Musk feels ‘super bad’ about economy, has to cut 10% of Tesla jobs

Tesla CEO Elon Musk has a “super bad feeling” about the economy and should cut about 10% of the electric car maker jobs, he said in an email to executives seen by Reuters.

The message, sent Thursday and titled “pause all hiring worldwide,” came two days after the billionaire told staff to return to the workplace or leave, and adds to a growing chorus of warnings from company leaders about the risks. of a recession.

Tesla employed nearly 100,000 people at the company and its subsidiaries at the end of 2021, according to its annual SEC filing.

The company was not immediately available for comment.

Tesla shares fell nearly 3% in US pre-market trading Friday and Frankfurt-listed shares fell 3.6% after the Reuters report. US Nasdaq futures NQcv1 turned negative and were down 0.6%.

Musk has warned of the risk of a recession in recent weeks, but his email ordering a layoff and cuts was the most direct and high-profile message of its kind from the head of an automaker.

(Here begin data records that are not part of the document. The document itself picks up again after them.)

//! Inventory registry. Read-heavy CRUD over categories,
//! items and parts. Item status is never mutated here — only the ticket
//! engine is allowed to move an item between states, keeping that
//! cross-entity invariant single-sourced.

use uuid::Uuid;

use crate::db::models::{Category, Item, Part};
use crate::errors::{AppError, AppResult};
use crate::repo::{InventoryRepo, Page};
use crate::types::ItemStatus;

#[derive(Clone)]
pub struct InventoryService {
    repo: InventoryRepo,
}

impl InventoryService {
    pub fn new(repo: InventoryRepo) -> Self {
        Self { repo }
    }

    pub async fn create_item(
        &self,
        serial_number: &str,
        name: &str,
        category_id: Uuid,
    ) -> AppResult<Item> {
        if serial_number.trim().is_empty() || name.trim().is_empty() {
            return Err(AppError::validation("serial_number and name are required"));
        }
        self.repo.create_item(serial_number, name, category_id).await
    }

    pub async fn get_item(&self, id: Uuid) -> AppResult<Item> {
        self.repo.find_item(id).await
    }

    pub async fn list_items(
        &self,
        page: Page,
        status: Option<ItemStatus>,
    ) -> AppResult<(Vec<Item>, i64)> {
        self.repo.list_items(page, status).await
    }

    pub async fn list_categories(&self) -> AppResult<Vec<Category>> {
        self.repo.list_categories().await
    }

    pub async fn list_parts(&self, category_id: Option<Uuid>) -> AppResult<Vec<Part>> {
        self.repo.list_parts(category_id).await
    }
}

So far, demand for Tesla cars and other electric vehicles has remained strong, and many of the traditional downturn indicators — including increasing dealer inventories and incentives in the United States — have failed to materialize.

But Tesla has struggled to restart production at its Shanghai factory after COVID-19 lockdowns caused costly plant outages.

“Musk’s bad feeling is shared by many people,” said Carsten Brzeski, head of macroeconomic research at the Dutch bank ING. “But we’re not talking about a global recession. Towards the end of the year we expect a cooling of the global economy. The US will cool down, while China and Europe will not recover.”

Musk’s bleak outlook mirrors recent comments from executives, including Jamie Dimon, the CEO of JPMorgan Chase & Co, JPM.N and John Waldron, president of Goldman Sachs.

A “hurricane is right there on the road heading our way,” Dimon said this week.

Inflation in the United States is hovering at its highest point in 40 years and has led to a rise in the cost of living for Americans, as the Federal Reserve faces the difficult task of dampening demand enough to curb inflation without a cause a recession.

Musk, the richest man in the world according to Forbes, did not elaborate on the reasons for his “super bad feeling” about the economic outlook in the short email from Reuters.

A number of analysts have recently lowered price targets for Tesla and predict slower deliveries due to Chinese lockdowns and lost production at the Shanghai factory, a hub that supplies electric vehicles to China and for export.

China accounted for just over a third of Tesla’s global deliveries in 2021, according to the company’s disclosures and data on sales there.

Wedbush Securities analyst Daniel Ives said in a tweet that it appeared Musk and Tesla were “trying to get ahead of slower delivery times this year and preserve margins in anticipation of an economic slowdown.”

‘Pause all hires’

Before Musk’s warning, Tesla had about 5,000 job openings on LinkedIn, from sales in Tokyo and engineers in its new Berlin gigafactory to deep learning scientists in Palo Alto. It had scheduled an online recruitment event for Shanghai on June 9 on its WeChat channel.

Musk’s demand for staff to return to the office has already faced backlash in Germany.

“Everyone at Tesla is required to spend at least 40 hours a week in the office,” Musk wrote in his email on Tuesday. “If you don’t show up, we’ll assume you’ve resigned.”

Musk has repeatedly pointed to the risk of a recession in recent comments.

At a remote conference in Miami Beach in mid-May, Musk said, “I think we’re probably in a recession and that recession is going to get worse.” He added: “It will probably be hard to, I don’t know, a year, maybe 12 to 18 months, is usually the amount of time it takes for a correction to take place.”

In late May, when a Twitter user asked if the economy was approaching recession, Musk said, “Yeah, but this is actually a good thing. Money has been raining on fools for too long. There must be a few bankruptcies.’

Musk also had a Twitter spat on Thursday with Australian tech billionaire and Atlassian Plc TEAM.O co-founder Scott Farquhar, who ridiculed the back-to-office directive as “like something out of the 1950s.”

Musk tweeted: “Recessions serve a vital economic cleansing function,” in response to a tweet from Farquhar encouraging Tesla employees to look at his remote work positions.

Jason Stomel, founder of tech talent agency Cadre, said of the return-to-work directive: “I think it’s possible that this is just a covert layoff, meaning they may be able to get rid of people with attrition, or without actually having to do it. have resigned.’

“(Musk) knows there’s a percentage of employees who just don’t come back,” which he says would be cheaper because no layoffs would be necessary.